Harold Hyde Braly, Emma Braly Bundrem Janss, and Arthur Hughes Braly at their parents' 50th
anniversary party at the Alexandria Hotel in November 1911. The Bralys helped create a local
aristocracy as Los Angeles was establishing itself as a major city with their serious input.


  • In 1904 John Hyde Braly sold 38 St. James Park and would build on Arapahoe across 10th Street from his son. The neighborhood was lovely when new but, as with all nouveax riches, there would be a nagging desire on the part of the extended family for higher residential profiles. This was a restless bunch; the Bralys and Jevnes decamped to Pasadena by 1910. It was from there that Arthur and Mina would decide to move to Hancock Park. In 1924, nine months after his brother began building 223 North Rossmore, Harold Braly was issued permits to build 165 Muirfield Road just around the corner. (The Janss famiy, who had long been subdividing property in parts of eastern Los Angeles city and county, in the San Fernando Valley, and in Orange County before developing Westwood, once planned a residential compound for themselves on six Windsor Square lots, with Fifth Street as the southern border, between Windsor and Lorraine boulevards.
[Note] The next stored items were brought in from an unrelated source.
//! Rendering module for alignments, reading orders and ordered text.

mod json;
mod report;
mod text;

pub use json::{to_json, write_json, JsonFormat};
pub use report::{alignment_report, alignment_report_with_stats, ReportStats};
pub use text::{document_text_in_order, page_header, page_text_in_order, TextOptions, PAGE_DIGITS};
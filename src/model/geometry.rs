//! Page-coordinate geometry.
//!
//! Coordinates follow the extraction stage's convention: `top < bottom`,
//! i.e. the vertical axis grows downwards within a page.

use serde::{Deserialize, Serialize};

/// A point in page coordinates, serialized as `[x, y]`.
#[derive(Debug, Clone, Copy, PartialEq, Default, Serialize, Deserialize)]
#[serde(from = "[f32; 2]", into = "[f32; 2]")]
pub struct Point {
    pub x: f32,
    pub y: f32,
}

impl Point {
    pub fn new(x: f32, y: f32) -> Self {
        Self { x, y }
    }

    /// Euclidean distance to another point.
    pub fn distance(&self, other: &Point) -> f32 {
        (self.x - other.x).hypot(self.y - other.y)
    }

    /// Point halfway between `self` and `other`.
    pub fn midpoint(&self, other: &Point) -> Point {
        Point::new((self.x + other.x) * 0.5, (self.y + other.y) * 0.5)
    }

    pub fn is_finite(&self) -> bool {
        self.x.is_finite() && self.y.is_finite()
    }
}

impl From<[f32; 2]> for Point {
    fn from(v: [f32; 2]) -> Self {
        Point::new(v[0], v[1])
    }
}

impl From<Point> for [f32; 2] {
    fn from(p: Point) -> Self {
        [p.x, p.y]
    }
}

/// Axis-aligned rectangle, serialized as `[left, top, right, bottom]`.
#[derive(Debug, Clone, Copy, PartialEq, Default, Serialize, Deserialize)]
#[serde(from = "[f32; 4]", into = "[f32; 4]")]
pub struct BoundingBox {
    pub left: f32,
    pub top: f32,
    pub right: f32,
    pub bottom: f32,
}

impl BoundingBox {
    pub fn new(left: f32, top: f32, right: f32, bottom: f32) -> Self {
        Self {
            left,
            top,
            right,
            bottom,
        }
    }

    pub fn width(&self) -> f32 {
        (self.right - self.left).max(0.0)
    }

    pub fn height(&self) -> f32 {
        (self.bottom - self.top).max(0.0)
    }

    pub fn center(&self) -> Point {
        Point::new(
            (self.left + self.right) * 0.5,
            (self.top + self.bottom) * 0.5,
        )
    }

    /// Smallest box containing both `self` and `other`.
    pub fn union(&self, other: &Self) -> Self {
        Self {
            left: self.left.min(other.left),
            top: self.top.min(other.top),
            right: self.right.max(other.right),
            bottom: self.bottom.max(other.bottom),
        }
    }

    /// Whether `y` lies strictly between the top and bottom edges.
    pub fn spans_y(&self, y: f32) -> bool {
        self.top < y && y < self.bottom
    }

    /// Horizontal extent as an interval.
    pub fn x_interval(&self) -> (f32, f32) {
        (self.left, self.right)
    }

    /// Vertical extent as an interval (top first).
    pub fn y_interval(&self) -> (f32, f32) {
        (self.top, self.bottom)
    }

    pub fn is_finite(&self) -> bool {
        self.left.is_finite()
            && self.top.is_finite()
            && self.right.is_finite()
            && self.bottom.is_finite()
    }
}

impl From<[f32; 4]> for BoundingBox {
    fn from(v: [f32; 4]) -> Self {
        BoundingBox::new(v[0], v[1], v[2], v[3])
    }
}

impl From<BoundingBox> for [f32; 4] {
    fn from(b: BoundingBox) -> Self {
        [b.left, b.top, b.right, b.bottom]
    }
}

#[cfg(test)]
mod tests {
    use super::*;

    #[test]
    fn test_union_and_center() {
        let a = BoundingBox::new(0.0, 0.0, 10.0, 10.0);
        let b = BoundingBox::new(20.0, 2.0, 30.0, 12.0);
        let u = a.union(&b);
        assert_eq!(u, BoundingBox::new(0.0, 0.0, 30.0, 12.0));
        assert_eq!(u.center(), Point::new(15.0, 6.0));
    }

    #[test]
    fn test_spans_y_is_strict() {
        let b = BoundingBox::new(0.0, 10.0, 5.0, 20.0);
        assert!(b.spans_y(15.0));
        assert!(!b.spans_y(10.0));
        assert!(!b.spans_y(20.0));
    }

    #[test]
    fn test_distance() {
        let a = Point::new(0.0, 0.0);
        let b = Point::new(3.0, 4.0);
        assert_eq!(a.distance(&b), 5.0);
        assert_eq!(a.midpoint(&b), Point::new(1.5, 2.0));
    }

    #[test]
    fn test_serde_as_arrays() {
        let b: BoundingBox = serde_json::from_str("[1, 2, 3, 4]").unwrap();
        assert_eq!(b, BoundingBox::new(1.0, 2.0, 3.0, 4.0));
        assert_eq!(serde_json::to_string(&b).unwrap(), "[1.0,2.0,3.0,4.0]");
    }
}
//! Sidebar classification of conversation records.
//!
//! Pure functions over a snapshot: no state is kept between calls, so the
//! caller re-runs `classify` whenever the records, the filter text or the
//! viewer change.

use std::collections::HashSet;

use portal_protocol::{ConversationKind, ConversationRecord, Identity};
use serde::Serialize;

/// Label for a direct conversation without a counterpart name
pub const DIRECT_PLACEHOLDER: &str = "Unknown User";
/// Label for a broadcast or group conversation without a name
pub const UNNAMED_PLACEHOLDER: &str = "Unnamed";

const MAX_INITIALS: usize = 2;

#[derive(Debug, Clone, PartialEq, Eq, Serialize)]
#[serde(tag = "type", content = "value", rename_all = "snake_case")]
pub enum Avatar {
    Image(String),
    Initials(String),
}

/// One rendered sidebar row
#[derive(Debug, Clone, PartialEq, Eq, Serialize)]
pub struct SidebarEntry {
    pub label: String,
    pub avatar: Avatar,
    pub record: ConversationRecord,
}

impl SidebarEntry {
    fn from_record(record: &ConversationRecord) -> Self {
        let label = display_label(record);
        let avatar = avatar_for(record, &label);
        Self {
            label,
            avatar,
            record: record.clone(),
        }
    }
}

/// Sidebar buckets, each in input order
#[derive(Debug, Clone, Default, PartialEq, Eq, Serialize)]
pub struct ConversationBuckets {
    pub broadcast: Vec<SidebarEntry>,
    pub direct: Vec<SidebarEntry>,
    pub group: Vec<SidebarEntry>,
    /// Pending records the viewer created, any kind
    pub own_pending: Vec<SidebarEntry>,
}

impl ConversationBuckets {
    pub fn is_empty(&self) -> bool {
        self.broadcast.is_empty()
            && self.direct.is_empty()
            && self.group.is_empty()
            && self.own_pending.is_empty()
    }

    /// Unread messages across every visible record. A record listed in
    /// two buckets counts once.
    pub fn unread_total(&self) -> u32 {
        let mut seen = HashSet::new();
        [&self.broadcast, &self.direct, &self.group, &self.own_pending]
            .into_iter()
            .flatten()
            .filter(|entry| seen.insert(entry.record.id.as_str()))
            .filter_map(|entry| entry.record.unread_count)
            .sum()
    }
}

/// Partition `records` into sidebar buckets for `viewer_id`.
///
/// Records are kept when their label contains `filter_text`, compared
/// case-insensitively as a plain substring. A pending record owned by
/// someone else lands in no bucket, broadcasts included. A rejected one
/// shows only if it is a broadcast.
pub fn classify(
    records: &[ConversationRecord],
    filter_text: &str,
    viewer_id: Option<&str>,
) -> ConversationBuckets {
    let needle = filter_text.to_lowercase();
    let mut buckets = ConversationBuckets::default();

    for record in records {
        let entry = SidebarEntry::from_record(record);
        if !entry.label.to_lowercase().contains(&needle) {
            continue;
        }

        let own = viewer_id.is_some_and(|viewer| viewer == record.owner_id);
        if record.is_pending() {
            if !own {
                continue;
            }
            buckets.own_pending.push(entry.clone());
        }

        match record.kind {
            ConversationKind::Broadcast => buckets.broadcast.push(entry),
            ConversationKind::Direct if record.is_approved() => buckets.direct.push(entry),
            ConversationKind::Group if record.is_approved() => buckets.group.push(entry),
            _ => {}
        }
    }

    buckets
}

/// Sidebar label: the counterpart's name for direct conversations, the
/// record's own name otherwise. Blank names fall back to a placeholder.
pub fn display_label(record: &ConversationRecord) -> String {
    let (name, placeholder) = match record.kind {
        ConversationKind::Direct => (
            record
                .counterpart
                .as_ref()
                .and_then(|c| c.display_name.as_deref()),
            DIRECT_PLACEHOLDER,
        ),
        ConversationKind::Broadcast | ConversationKind::Group => {
            (record.display_name.as_deref(), UNNAMED_PLACEHOLDER)
        }
    };
    non_blank(name).unwrap_or(placeholder).to_string()
}

/// Image when the record (or, for direct, the counterpart) has one,
/// otherwise initials of `label`.
pub fn avatar_for(record: &ConversationRecord, label: &str) -> Avatar {
    let image = match record.kind {
        ConversationKind::Direct => record
            .counterpart
            .as_ref()
            .and_then(|c| c.avatar_ref.as_deref()),
        ConversationKind::Broadcast | ConversationKind::Group => record.avatar_ref.as_deref(),
    };
    match non_blank(image) {
        Some(image) => Avatar::Image(image.to_string()),
        None => Avatar::Initials(initials(label)),
    }
}

/// First letter of each whitespace token, uppercased, at most two.
pub fn initials(name: &str) -> String {
    name.split_whitespace()
        .filter_map(|token| token.chars().next())
        .flat_map(char::to_uppercase)
        .take(MAX_INITIALS)
        .collect()
}

/// Whether `identity` may approve or reject `record`.
pub fn can_review(identity: &Identity, record: &ConversationRecord) -> bool {
    record.is_pending() && identity.role.is_some_and(|role| role.can_review())
}

fn non_blank(value: Option<&str>) -> Option<&str> {
    value.filter(|v| !v.trim().is_empty())
}
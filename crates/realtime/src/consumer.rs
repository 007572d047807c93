//! Mounted notification consumer.
//!
//! Follows the identity resolver and keeps one `EventChannel` bound to the
//! current user, delivering inserts to a `NotificationFanOut`. Unmounting
//! disables the handler immediately and tears the channel down.

use std::sync::Arc;

use portal_connectors::FeedTransport;
use portal_protocol::InboundEvent;
use tokio::sync::{oneshot, watch};
use tokio::task::JoinHandle;
use tracing::{debug, info};

use crate::fan_out::NotificationFanOut;
use crate::identity::{IdentityHandle, IdentityState};
use crate::subscription::{EventChannel, LiveGuard};

pub struct NotificationConsumer {
    live: Arc<LiveGuard>,
    stop: Option<oneshot::Sender<()>>,
    task: Option<JoinHandle<()>>,
    prepare: Option<JoinHandle<()>>,
}

impl NotificationConsumer {
    /// Bind to whoever `identity` resolves to, rebinding on every change.
    /// The desktop permission prompt runs alongside; an unanswered prompt
    /// never holds back the feed.
    pub fn mount(
        identity: &IdentityHandle,
        transport: Arc<dyn FeedTransport>,
        fan_out: Arc<NotificationFanOut>,
    ) -> Self {
        let live = Arc::new(LiveGuard::new());
        let handler_live = live.clone();
        let handler_fan_out = fan_out.clone();
        let handler = move |event: InboundEvent| {
            handler_live.run_if_live(|| handler_fan_out.deliver(&event));
        };
        let channel = EventChannel::new(transport, Arc::new(handler));

        let prepare = tokio::spawn(async move { fan_out.prepare().await });
        let (stop, stop_rx) = oneshot::channel();
        let task = tokio::spawn(follow(identity.subscribe(), channel, stop_rx));

        info!(
            component = "consumer",
            event = "consumer.mounted",
            "Notification consumer mounted"
        );

        Self {
            live,
            stop: Some(stop),
            task: Some(task),
            prepare: Some(prepare),
        }
    }

    pub fn is_mounted(&self) -> bool {
        self.stop.is_some()
    }

    /// Stop delivering. No fan-out happens after this returns.
    pub fn unmount(&mut self) {
        let Some(stop) = self.stop.take() else {
            return;
        };
        self.live.kill();
        let _ = stop.send(());
        if let Some(prepare) = self.prepare.take() {
            prepare.abort();
        }
        info!(
            component = "consumer",
            event = "consumer.unmounted",
            "Notification consumer unmounted"
        );
    }

    /// Unmount and wait for the channel teardown to be issued.
    pub async fn shutdown(mut self) {
        self.unmount();
        if let Some(task) = self.task.take() {
            let _ = task.await;
        }
    }
}

impl Drop for NotificationConsumer {
    fn drop(&mut self) {
        self.unmount();
    }
}

async fn follow(
    mut changes: watch::Receiver<Arc<IdentityState>>,
    mut channel: EventChannel,
    mut stop: oneshot::Receiver<()>,
) {
    loop {
        let owner = changes.borrow_and_update().identity.user_id.clone();
        if channel.owner() != owner.as_deref() {
            debug!(
                component = "consumer",
                event = "consumer.rebind",
                owner_id = ?owner,
                "Identity changed, rebinding notification channel"
            );
            channel.bind(owner.as_deref());
        }

        tokio::select! {
            biased;
            _ = &mut stop => break,
            changed = changes.changed() => {
                if changed.is_err() {
                    // Resolver is gone; nothing more to follow.
                    break;
                }
            }
        }
    }

    channel.close();
}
Only 434 South Windsor and 455 Lorraine were completed. Perhaps the family began to think better of working together as well as living together, a lovely dynastic idea that seldom pleases a majority for long; amusingly, an article on the Windsor Square plan in the Times of September 9, 1911, carried the subtitle "Janss Household Is Settled for Next Century." Edwin and Herman Janss would wind up near each other in Los Feliz by 1923 with their sister Henrietta following her Braly husband Harold and her brother-in-law Arthur to Hancock Park, to Muirfield Road and Rossmore Avenue respectively. The Janss family compound idea was not at all dead, however, one forming within a decade around the north end of the Los Angeles Country Club)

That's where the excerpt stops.